Electricity generation and gas production are defined as “manufacturing,” but transmission and distribution of electricity and gas are not. US companies will have an incentive to treat income as from manufacturing but expenses as tied to other activities in order to use the expenses to offset a higher tax rate.

The bill goes a long way toward fixing a foreign tax credit problem for US multinationals. The United States taxes US companies on worldwide income. It gives them credit, in theory, for any taxes that were paid to other countries on their overseas earnings, but the foreign tax credit rules are so full of fine print that most US utilities and other capitalintensive companies are unable to use foreign tax credits in practice. The fix would not take effect until 2009.

There are other provisions to encourage more use of ethanol and biodiesel as vehicle fuel.

It is not clear, given the growing fiscal problems of the US government, whether some of the provisions that are not scheduled to take effect for several years will be fully implemented. This makes it difficult for companies to plan.
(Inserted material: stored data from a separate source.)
//! Product facts from embedded `application/ld+json` blocks.

use crate::Document;
use crate::price::parse_price_token;
use serde_json::Value;

/// Product facts read from embedded JSON-LD.
#[derive(Debug, Clone, Default, PartialEq, Eq)]
pub struct EmbeddedProduct {
    pub name: Option<String>,
    pub sku: Option<String>,
    pub price: Option<i64>,
}

impl Document {
    /// Get meta tag content by name or property attribute
    pub fn meta_content(&self, attr: &str) -> Option<String> {
        for selector in [format!("meta[name=\"{}\"]", attr), format!("meta[property=\"{}\"]", attr)] {
            if let Some(el) = self.select_first(&selector)
                && let Some(content) = el.attr("content")
            {
                let content = content.trim();
                if !content.is_empty() {
                    return Some(content.to_string());
                }
            }
        }
        None
    }

    /// First schema.org `Product` (or bare `Offer`) found in any
    /// `application/ld+json` script.
    ///
    /// Handles top-level arrays and `@graph` containers. Scripts that fail
    /// to parse are skipped.
    pub fn embedded_product(&self) -> Option<EmbeddedProduct> {
        let scripts = self.select("script[type=\"application/ld+json\"]").ok()?;
        for script in scripts {
            let text = script.text();
            let Ok(value) = serde_json::from_str::<Value>(text.trim()) else {
                continue;
            };
            if let Some(product) = find_product(&value) {
                return Some(product);
            }
        }
        None
    }
}

fn find_product(value: &Value) -> Option<EmbeddedProduct> {
    match value {
        Value::Array(items) => items.iter().find_map(find_product),
        Value::Object(obj) => {
            if let Some(graph) = obj.get("@graph")
                && let Some(product) = find_product(graph)
            {
                return Some(product);
            }
            if is_product_type(obj.get("@type")) {
                return Some(EmbeddedProduct {
                    name: obj.get("name").and_then(json_text),
                    sku: obj.get("sku").or_else(|| obj.get("mpn")).and_then(json_text),
                    price: obj.get("offers").and_then(offer_price).or_else(|| obj.get("price").and_then(json_price)),
                });
            }
            None
        }
        _ => None,
    }
}

fn is_product_type(kind: Option<&Value>) -> bool {
    let matches = |s: &str| matches!(s.to_ascii_lowercase().as_str(), "product" | "offer");
    match kind {
        Some(Value::String(s)) => matches(s),
        Some(Value::Array(kinds)) => kinds.iter().filter_map(Value::as_str).any(matches),
        _ => false,
    }
}

/// `offers` may be one object, a list of them, or an `AggregateOffer`.
fn offer_price(offers: &Value) -> Option<i64> {
    match offers {
        Value::Array(items) => items.iter().find_map(offer_price),
        Value::Object(obj) => obj
            .get("price")
            .and_then(json_price)
            .or_else(|| obj.get("lowPrice").and_then(json_price)),
        _ => None,
    }
}

fn json_price(value: &Value) -> Option<i64> {
    match value {
        Value::Number(n) => n.as_i64().or_else(|| n.as_f64().map(|f| f.round() as i64)),
        Value::String(s) => {
            let whole = s.split('.').next().unwrap_or(s);
            parse_price_token(whole)
        }
        _ => None,
    }
}

fn json_text(value: &Value) -> Option<String> {
    let text = match value {
        Value::String(s) => s.trim().to_string(),
        Value::Number(n) => n.to_string(),
        _ => return None,
    };
    if text.is_empty() { None } else { Some(text) }
}
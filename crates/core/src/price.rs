//! Price tokens and the excl/incl tax pair.

use std::sync::LazyLock;

use regex::Regex;
use serde::Serialize;

static NUMBER_RE: LazyLock<Regex> =
    LazyLock::new(|| Regex::new(r"[0-9０-９][0-9０-９,，]*").expect("valid number regex"));

/// A yen amount introduced by a half- or full-width yen sign.
static CURRENCY_RE: LazyLock<Regex> =
    LazyLock::new(|| Regex::new(r"[¥￥]\s*([0-9０-９][0-9０-９,，]*)").expect("valid currency regex"));

/// Tax-excluded and tax-included unit prices, either of which may be missing.
#[derive(Debug, Clone, Copy, Default, PartialEq, Eq, Serialize)]
pub struct PricePair {
    pub excl_tax: Option<i64>,
    pub incl_tax: Option<i64>,
}

impl PricePair {
    pub fn new(excl_tax: Option<i64>, incl_tax: Option<i64>) -> Self {
        Self { excl_tax, incl_tax }
    }

    pub fn incl_only(incl_tax: i64) -> Self {
        Self { excl_tax: None, incl_tax: Some(incl_tax) }
    }

    pub fn excl_only(excl_tax: i64) -> Self {
        Self { excl_tax: Some(excl_tax), incl_tax: None }
    }

    pub fn is_empty(&self) -> bool {
        self.excl_tax.is_none() && self.incl_tax.is_none()
    }

    /// `None` when neither side is known, so strategies can end with `.found()`.
    pub fn found(self) -> Option<Self> {
        if self.is_empty() { None } else { Some(self) }
    }
}

/// Parses one numeric token, dropping thousands separators.
///
/// Full-width digits are accepted. Anything else left over after removing
/// separators makes the token invalid.
pub fn parse_price_token(token: &str) -> Option<i64> {
    let mut digits = String::with_capacity(token.len());
    for c in token.trim().chars() {
        match c {
            ',' | '，' => {}
            '0'..='9' => digits.push(c),
            '０'..='９' => digits.push(char::from(b'0' + (c as u32 - '０' as u32) as u8)),
            _ => return None,
        }
    }
    if digits.is_empty() {
        return None;
    }
    digits.parse().ok()
}

/// Every numeric token in `text`, in order of appearance.
pub fn numeric_tokens(text: &str) -> Vec<i64> {
    NUMBER_RE
        .find_iter(text)
        .filter_map(|m| parse_price_token(m.as_str()))
        .collect()
}

/// Yen amounts in `text` with the byte span of each match.
pub fn currency_amounts(text: &str) -> Vec<(i64, usize, usize)> {
    CURRENCY_RE
        .captures_iter(text)
        .filter_map(|caps| {
            let whole = caps.get(0)?;
            let value = parse_price_token(caps.get(1)?.as_str())?;
            Some((value, whole.start(), whole.end()))
        })
        .collect()
}

/// First yen amount in `text`.
pub fn first_currency_amount(text: &str) -> Option<i64> {
    currency_amounts(text).first().map(|(value, _, _)| *value)
}
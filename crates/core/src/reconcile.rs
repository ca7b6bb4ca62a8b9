//! Filling in the missing side of a price pair from a fixed tax rate.
//!
//! Rounding is to the nearest yen with halves rounded up. It is done in
//! integer arithmetic on a basis-point rate, so `1000` at 10 % is exactly
//! `1100` and back.

use std::fmt;

use crate::price::PricePair;
use crate::{ChumonError, Result};

const BASIS: i64 = 10_000;

/// Consumption tax rate in basis points (1000 = 10 %).
#[derive(Debug, Clone, Copy, PartialEq, Eq, Hash)]
pub struct TaxRate {
    basis_points: u32,
}

impl TaxRate {
    /// Japanese standard consumption tax.
    pub const STANDARD: TaxRate = TaxRate { basis_points: 1_000 };

    pub const fn from_basis_points(basis_points: u32) -> Self {
        Self { basis_points }
    }

    /// Builds a rate from a fraction such as `0.10` or `0.08`.
    ///
    /// # Errors
    ///
    /// Returns [`ChumonError::ConfigError`] for negative, non-finite or
    /// implausibly large (over 100 %) rates.
    pub fn from_fraction(fraction: f64) -> Result<Self> {
        if !fraction.is_finite() || !(0.0..=1.0).contains(&fraction) {
            return Err(ChumonError::ConfigError(format!("tax rate {fraction} is out of range 0.0..=1.0")));
        }
        Ok(Self { basis_points: (fraction * BASIS as f64).round() as u32 })
    }

    pub fn basis_points(&self) -> u32 {
        self.basis_points
    }

    /// `round(excl × (1 + rate))`, or `None` if the amount overflows.
    pub fn add_tax(&self, excl_tax: i64) -> Option<i64> {
        let factor = BASIS + i64::from(self.basis_points);
        div_round_half_up(excl_tax.checked_mul(factor)?, BASIS)
    }

    /// `round(incl ÷ (1 + rate))`, or `None` if the amount overflows.
    pub fn remove_tax(&self, incl_tax: i64) -> Option<i64> {
        let factor = BASIS + i64::from(self.basis_points);
        div_round_half_up(incl_tax.checked_mul(BASIS)?, factor)
    }
}

impl Default for TaxRate {
    fn default() -> Self {
        Self::STANDARD
    }
}

impl fmt::Display for TaxRate {
    fn fmt(&self, f: &mut fmt::Formatter<'_>) -> fmt::Result {
        let (whole, hundredths) = (self.basis_points / 100, self.basis_points % 100);
        if hundredths == 0 { write!(f, "{whole}%") } else { write!(f, "{whole}.{hundredths:02}%") }
    }
}

fn div_round_half_up(numerator: i64, denominator: i64) -> Option<i64> {
    let doubled = numerator.checked_mul(2)?.checked_add(denominator)?;
    Some(doubled.div_euclid(denominator.checked_mul(2)?))
}

/// Derives a genuinely missing side; an observed value is never replaced.
///
/// Both present or both absent: returned unchanged. A side that cannot be
/// derived without overflow stays unset.
pub fn reconcile(prices: PricePair, rate: TaxRate) -> PricePair {
    match (prices.excl_tax, prices.incl_tax) {
        (Some(excl), None) => PricePair::new(Some(excl), rate.add_tax(excl)),
        (None, Some(incl)) => PricePair::new(rate.remove_tax(incl), Some(incl)),
        _ => prices,
    }
}

#[cfg(test)]
mod tests {
    use super::*;

    #[test]
    fn test_excl_to_incl() {
        let pair = reconcile(PricePair::excl_only(1000), TaxRate::STANDARD);
        assert_eq!(pair, PricePair::new(Some(1000), Some(1100)));
    }

    #[test]
    fn test_incl_to_excl() {
        let pair = reconcile(PricePair::incl_only(1100), TaxRate::STANDARD);
        assert_eq!(pair, PricePair::new(Some(1000), Some(1100)));
    }

    #[test]
    fn test_rounding_half_up() {
        // 5 × 1.1 = 5.5
        assert_eq!(TaxRate::STANDARD.add_tax(5), Some(6));
        // 4 × 1.1 = 4.4
        assert_eq!(TaxRate::STANDARD.add_tax(4), Some(4));
        // 1 ÷ 1.1 = 0.909…
        assert_eq!(TaxRate::STANDARD.remove_tax(1), Some(1));
        // 980 ÷ 1.1 = 890.9…
        assert_eq!(TaxRate::STANDARD.remove_tax(980), Some(891));
    }

    #[test]
    fn test_overflowing_amount_leaves_side_unset() {
        let huge = i64::MAX / 100;
        assert_eq!(TaxRate::STANDARD.add_tax(huge), None);
        assert_eq!(reconcile(PricePair::excl_only(huge), TaxRate::STANDARD), PricePair::excl_only(huge));
        assert_eq!(reconcile(PricePair::incl_only(huge), TaxRate::STANDARD), PricePair::incl_only(huge));
        assert_eq!(TaxRate::STANDARD.add_tax(100_000_000_000), Some(110_000_000_000));
    }

    #[test]
    fn test_both_present_unchanged() {
        let pair = PricePair::new(Some(1000), Some(1099));
        assert_eq!(reconcile(pair, TaxRate::STANDARD), pair);
    }

    #[test]
    fn test_neither_present_unchanged() {
        assert_eq!(reconcile(PricePair::default(), TaxRate::STANDARD), PricePair::default());
    }

    #[test]
    fn test_idempotent() {
        for excl in [1, 99, 1000, 12_345, 7_777_777] {
            let once = reconcile(PricePair::excl_only(excl), TaxRate::STANDARD);
            assert_eq!(reconcile(once, TaxRate::STANDARD), once);
        }
        for incl in [1, 110, 1980, 54_321] {
            let once = reconcile(PricePair::incl_only(incl), TaxRate::STANDARD);
            assert_eq!(reconcile(once, TaxRate::STANDARD), once);
        }
    }

    #[test]
    fn test_reduced_rate() {
        let rate = TaxRate::from_fraction(0.08).unwrap();
        assert_eq!(rate.basis_points(), 800);
        assert_eq!(rate.add_tax(1000), Some(1080));
        assert_eq!(rate.remove_tax(1080), Some(1000));
    }

    #[test]
    fn test_invalid_fraction() {
        assert!(TaxRate::from_fraction(-0.1).is_err());
        assert!(TaxRate::from_fraction(f64::NAN).is_err());
        assert!(TaxRate::from_fraction(1.5).is_err());
    }

    #[test]
    fn test_display() {
        assert_eq!(TaxRate::STANDARD.to_string(), "10%");
    }
}
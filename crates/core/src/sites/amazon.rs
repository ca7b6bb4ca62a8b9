//! Amazon.co.jp product pages (`/dp/<ASIN>` and `/gp/product/<ASIN>`).
//!
//! Prices on amazon.co.jp are always shown tax-included.

use std::sync::LazyLock;
use std::time::Duration;

use regex::Regex;
use url::Url;

use crate::extract::{Cascade, ExtractorSet, Page, common};
use crate::fetch::{FetchProfile, PoliteDelay, RetryDelay};
use crate::price::{PricePair, numeric_tokens};

static ASIN_PATH_RE: LazyLock<Regex> =
    LazyLock::new(|| Regex::new(r"/(?:dp|gp/product)/([A-Z0-9]{10})").expect("valid asin regex"));

const MODEL_LABELS: &[&str] =
    &["型番", "モデル番号", "品番", "メーカー型番", "Item model number", "Manufacturer Part Number"];
const ASIN_LABELS: &[&str] = &["ASIN"];

const DETAIL_TABLE_ROWS: &str =
    "#productDetails_techSpec_section_1 tr, #productDetails_detailBullets_sections1 tr, #productDetails_db_sections tr";

const OFFSCREEN_PRICE_SELECTORS: &[&str] = &[
    "#corePriceDisplay_desktop_feature_div .a-price .a-offscreen",
    "#apex_desktop .a-price .a-offscreen",
    "span.a-price .a-offscreen",
    "#priceblock_ourprice",
    "#priceblock_dealprice",
    "#priceblock_saleprice",
    "span#sns-base-price",
    ".apexPriceToPay .a-offscreen",
];

pub(crate) const REFERER: &str = "https://www.amazon.co.jp/";

pub(crate) fn matches(url: &Url) -> bool {
    let host_ok = matches!(url.host_str(), Some("amazon.co.jp" | "www.amazon.co.jp"));
    let path = url.path();
    host_ok && (path.contains("/dp/") || path.contains("/gp/product/"))
}

pub(crate) fn fetch_profile() -> FetchProfile {
    FetchProfile {
        block_statuses: vec![403, 429, 503],
        soft_block_markers: ["captcha", "robot check", "validatecaptcha"].into_iter().map(String::from).collect(),
        referer: Some(REFERER.to_string()),
        retry_delay: RetryDelay::Exponential {
            base: Duration::from_secs(2),
            jitter_min: Duration::from_millis(500),
            jitter_max: Duration::from_millis(1800),
        },
    }
}

pub(crate) const POLITE_DELAY: PoliteDelay =
    PoliteDelay::Random { min: Duration::from_secs(3), max: Duration::from_secs(6) };

fn product_title(page: &Page<'_>) -> Option<String> {
    common::selector_text(page, "#productTitle")
}

fn title(page: &Page<'_>) -> Option<String> {
    common::title_before(page, &[": Amazon"])
}

fn detail_table(page: &Page<'_>, labels: &[&str]) -> Option<String> {
    page.doc.table_row_value(DETAIL_TABLE_ROWS, labels).and_then(|v| common::clean_text(&v))
}

/// `<li><span class="a-text-bold">型番 ‏ : ‎</span><span>XYZ</span></li>`
fn detail_bullet(page: &Page<'_>, labels: &[&str]) -> Option<String> {
    let items = page.doc.select("#detailBullets_feature_div li").ok()?;
    items.iter().find_map(|li| {
        let bold = li.select_first("span.a-text-bold")?;
        let label = bold.text();
        let label = label.trim_matches(|c: char| c.is_whitespace() || matches!(c, ':' | '：' | '\u{200e}' | '\u{200f}'));
        if !labels.iter().any(|candidate| label.contains(candidate)) {
            return None;
        }
        common::clean_text(&bold.next_sibling_element("span")?.spaced_text())
    })
}

fn table_model(page: &Page<'_>) -> Option<String> {
    detail_table(page, MODEL_LABELS)
}

fn bullet_model(page: &Page<'_>) -> Option<String> {
    detail_bullet(page, MODEL_LABELS)
}

fn labelled_model(page: &Page<'_>) -> Option<String> {
    common::labelled(page, MODEL_LABELS)
}

fn table_asin(page: &Page<'_>) -> Option<String> {
    detail_table(page, ASIN_LABELS)
}

fn bullet_asin(page: &Page<'_>) -> Option<String> {
    detail_bullet(page, ASIN_LABELS)
}

fn url_asin(page: &Page<'_>) -> Option<String> {
    common::url_path_code(page, &ASIN_PATH_RE)
}

fn offscreen_price(page: &Page<'_>) -> Option<PricePair> {
    OFFSCREEN_PRICE_SELECTORS.iter().find_map(|selector| {
        page.doc
            .select(selector)
            .ok()?
            .iter()
            .find_map(|el| numeric_tokens(&el.text()).into_iter().find(|price| *price > 0))
            .map(PricePair::incl_only)
    })
}

pub(crate) static EXTRACTORS: ExtractorSet = ExtractorSet {
    name: Cascade::new(
        "name",
        &[
            ("#productTitle", product_title),
            ("og:title", common::og_title),
            ("title", title),
            ("json-ld", common::embedded_name),
        ],
    ),
    model: Cascade::new(
        "model",
        &[
            ("detail-table", table_model),
            ("detail-bullets", bullet_model),
            ("labelled", labelled_model),
            ("inline", common::inline_model),
        ],
    ),
    item_code: Cascade::new(
        "item_code",
        &[("detail-table", table_asin), ("detail-bullets", bullet_asin), ("url", url_asin)],
    ),
    prices: Cascade::new(
        "prices",
        &[
            ("offscreen", offscreen_price),
            ("generic", common::generic_price),
            ("currency", common::currency_scan),
            ("json-ld", common::embedded_price),
        ],
    ),
};
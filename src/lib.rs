//! # gradebook
//!
//! An in-memory record keeper for a single student's course grades, with
//! derived GPA summaries and passed-course listings.
//!
//! Two record flavors are provided:
//! * [`record::Student`] stores whatever it is given and enumerates courses in
//!   insertion order.
//! * [`tracked::TrackedStudent`] validates its inputs, serializes mutation
//!   behind a per-instance lock, memoizes the GPA summary, and participates in
//!   process-wide live-instance tracking.

#![warn(missing_docs)]
#![warn(clippy::missing_docs_in_private_items)]

/// A module defining a bunch of constant values to be used throughout
pub mod constants;
/// Error taxonomy for record validation
pub mod error;
/// The base, unvalidated student record
pub mod record;
/// Scholarship eligibility layered over a tracked record
pub mod scholarship;
/// The validating, instance-tracked student record
pub mod tracked;

pub use error::RecordError;
pub use record::Student;
pub use scholarship::ScholarshipStudent;
pub use tracked::TrackedStudent;
#![warn(missing_docs)]
#![warn(clippy::missing_docs_in_private_items)]

/// An enum to represent possible errors when building or mutating a record.
///
/// All variants are raised synchronously at the offending call and leave the
/// record unchanged; nothing is retried or swallowed internally.
#[derive(thiserror::Error, Debug)]
pub enum RecordError {
    /// The course code is too short to be a real course.
    #[error("Course code `{0}` must be at least 3 characters long.")]
    InvalidCourse(String),
    /// The grade falls outside the recordable range.
    #[error("Grade {0} must be between 0.0 and 4.0.")]
    InvalidGrade(f64),
    /// A constructor was handed an unusable argument.
    #[error("Invalid argument: {0}")]
    InvalidArgument(String),
}
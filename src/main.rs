#![warn(missing_docs)]
#![warn(clippy::missing_docs_in_private_items)]

//! # gradebook
//!
//! A demonstration binary for the `gradebook` record types. `basic` replays a
//! session against the unvalidated [`Student`] record; `tracked` replays one
//! against the validating, instance-tracked [`TrackedStudent`] and its
//! scholarship specialization.

use std::cmp::Ordering;

use anyhow::Result;
use bpaf::*;
use gradebook::{ScholarshipStudent, Student, TrackedStudent};
use tabled::{
    Table, Tabled,
    settings::{Panel, Style},
};
use tracing::{Level, metadata::LevelFilter};
use tracing_subscriber::{fmt, prelude::*, util::SubscriberInitExt};

/// Top-level CLI commands.
#[derive(Debug, Clone)]
enum Cmd {
    /// Record grades without validation and print the summaries
    Basic {
        /// Print the records as JSON instead of tables
        json: bool,
    },
    /// Record grades with validation, memoization, and instance tracking
    Tracked,
}

/// Parse the command line arguments and return a `Cmd` enum
fn options() -> Cmd {
    let json = long("json")
        .help("Print the records as JSON instead of tables")
        .switch();

    let basic = construct!(Cmd::Basic { json })
        .to_options()
        .command("basic")
        .help("Record grades without validation and print the summaries");

    let tracked = pure(Cmd::Tracked)
        .to_options()
        .command("tracked")
        .help("Record grades with validation, memoization, and instance tracking");

    let cmd = construct!([basic, tracked]);

    cmd.to_options().descr("In-memory student gradebook").run()
}

/// A row of the printed course table.
#[derive(Tabled)]
struct CourseRow {
    /// Course code.
    #[tabled(rename = "Course")]
    course: String,
    /// Recorded grade.
    #[tabled(rename = "Grade")]
    grade:  String,
}

/// Prints one record's summary, courses, and GPA.
fn show_student(student: &Student) {
    let rows = student
        .courses()
        .map(|(course, grade)| CourseRow {
            course: course.to_string(),
            grade:  format!("{grade:.1}"),
        })
        .collect::<Vec<_>>();

    println!(
        "{}",
        Table::new(&rows)
            .with(Panel::header(student.display_student()))
            .with(Panel::footer(student.display_gpa()))
            .with(Style::modern())
    );
    println!("Passed courses: {}", student.display_courses().join(", "));
}

/// Replays a session against the unvalidated record type.
fn basic_walkthrough(json: bool) -> Result<()> {
    let mut student1 = Student::new("John", "013454900");
    student1.add_grade("ops445", 3.0);
    student1.add_grade("ops245", 2.0);
    student1.add_grade("uli101", 1.0);

    // Integer student number, stored as text.
    let mut student2 = Student::new("Jessica", 123456);
    student2.add_grade("ipc144", 4.0);
    student2.add_grade("cpp244", 3.5);
    student2.add_grade("cpp344", 0.0);

    if json {
        println!("{}", serde_json::to_string_pretty(&vec![&student1, &student2])?);
        return Ok(());
    }

    show_student(&student1);
    show_student(&student2);
    Ok(())
}

/// Replays a session against the validating, instance-tracked record type.
async fn tracked_walkthrough() -> Result<()> {
    let student1 = TrackedStudent::new("John", "013454900")?;
    student1.add_grade("ops445", 3.0)?;
    student1.add_grade("ops245", 2.0)?;
    student1.add_grade("uli101", 1.0)?;

    let student2 = ScholarshipStudent::builder()
        .record(TrackedStudent::new("Jessica", 123456)?)
        .scholarship_amount(5000.0)
        .build()?;
    student2.add_grade("ipc144", 4.0)?;
    student2.add_grade("cpp244", 3.5)?;

    println!("{}", student1.display_gpa());
    println!("{}", student2.display_gpa());

    println!("[deferred] {}", student1.deferred_gpa().await);

    println!(
        "Is {} eligible for a scholarship? {}",
        student2.record().name(),
        if student2.is_eligible() { "Yes" } else { "No" }
    );
    println!(
        "Is {student1} better than {student2}? {}",
        match student1.compare_gpa(student2.record()) {
            Ordering::Less => "Yes",
            _ => "No",
        }
    );
    println!("Live student records: {}", TrackedStudent::live_count());

    Ok(())
}

#[tokio::main]
async fn main() -> Result<()> {
    let fmt = fmt::layer()
        .without_time()
        .with_file(false)
        .with_line_number(false);
    let filter_layer = LevelFilter::from_level(Level::INFO);
    tracing_subscriber::registry()
        .with(fmt)
        .with(filter_layer)
        .init();

    match options() {
        Cmd::Basic { json } => basic_walkthrough(json)?,
        Cmd::Tracked => tracked_walkthrough().await?,
    };

    Ok(())
}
The current Congress has not been satisfied with merely cutting taxes beyond what the federal government can currently afford, but it has moved with this bill to put in position further tax cuts five or seven years from now in an effort to bind the hands of future Congresses.

Repatriation

Most US power companies with projects in other countries own them through offshore holding companies in Holland, the Cayman Islands or similar jurisdictions. Income from the projects accumulates in the holding company and is reinvested offshore. This lets the US power company defer US taxes on the offshore earnings until they are brought back to the United States.

The bill lets US companies that repatriate earnings pay tax on them at only a 5.25% rate (or at a 3% rate for companies on the alternative minimum tax). This compares to a normal corporate tax rate of 35%. It is a limited-time offer. The lower tax rate will only apply to earnings that are repatriated during a one-year period. The company must choose either its tax year that straddles the date President Bush signs the bill (expected to be in late October or early November) or its next tax year (for example, 2005).

A company must bring back more earnings than it did on average each year during a “base period” to benefit from the lower rate. The lower rate would only apply to the “excess” repatriation above what the company bought back on average each year during the base period. The base period is the five tax years ending on or before June 30, 2003, but two years are dropped from the calculation: the years in which it repatriated the highest and the lowest amounts. Thus, for example, a company that pays taxes on a calendar-year basis would look at the period 1998 through 2002. It must count as earnings repatriated during the base period not only the cash dividends it received from offshore, but also certain other amounts like distributions of property in kind, distributions of cash that did not have to be reported as dividends because the earnings were taxed in an earlier year, and any “section 956 inclusions.” An example of a “section 956 inclusion” is where a US parent borrowed against cash that was parked in an offshore holding company with the result that it had effective use of the offshore earnings in the US. Such borrowing would have triggered a US tax on the offshore earnings that served as collateral for the loan to the US parent.

Earnings must be brought back in cash to benefit from the lower rate. The low rate would not apply to other types of offshore earnings on which the company might be taxed during the year. An example is passive income — like dividends or interest — earned by its offshore subsidiaries. This passive income is taxed immediately to the US parent under “subpart F” of the US tax code without waiting for the money to be repatriated to the United States.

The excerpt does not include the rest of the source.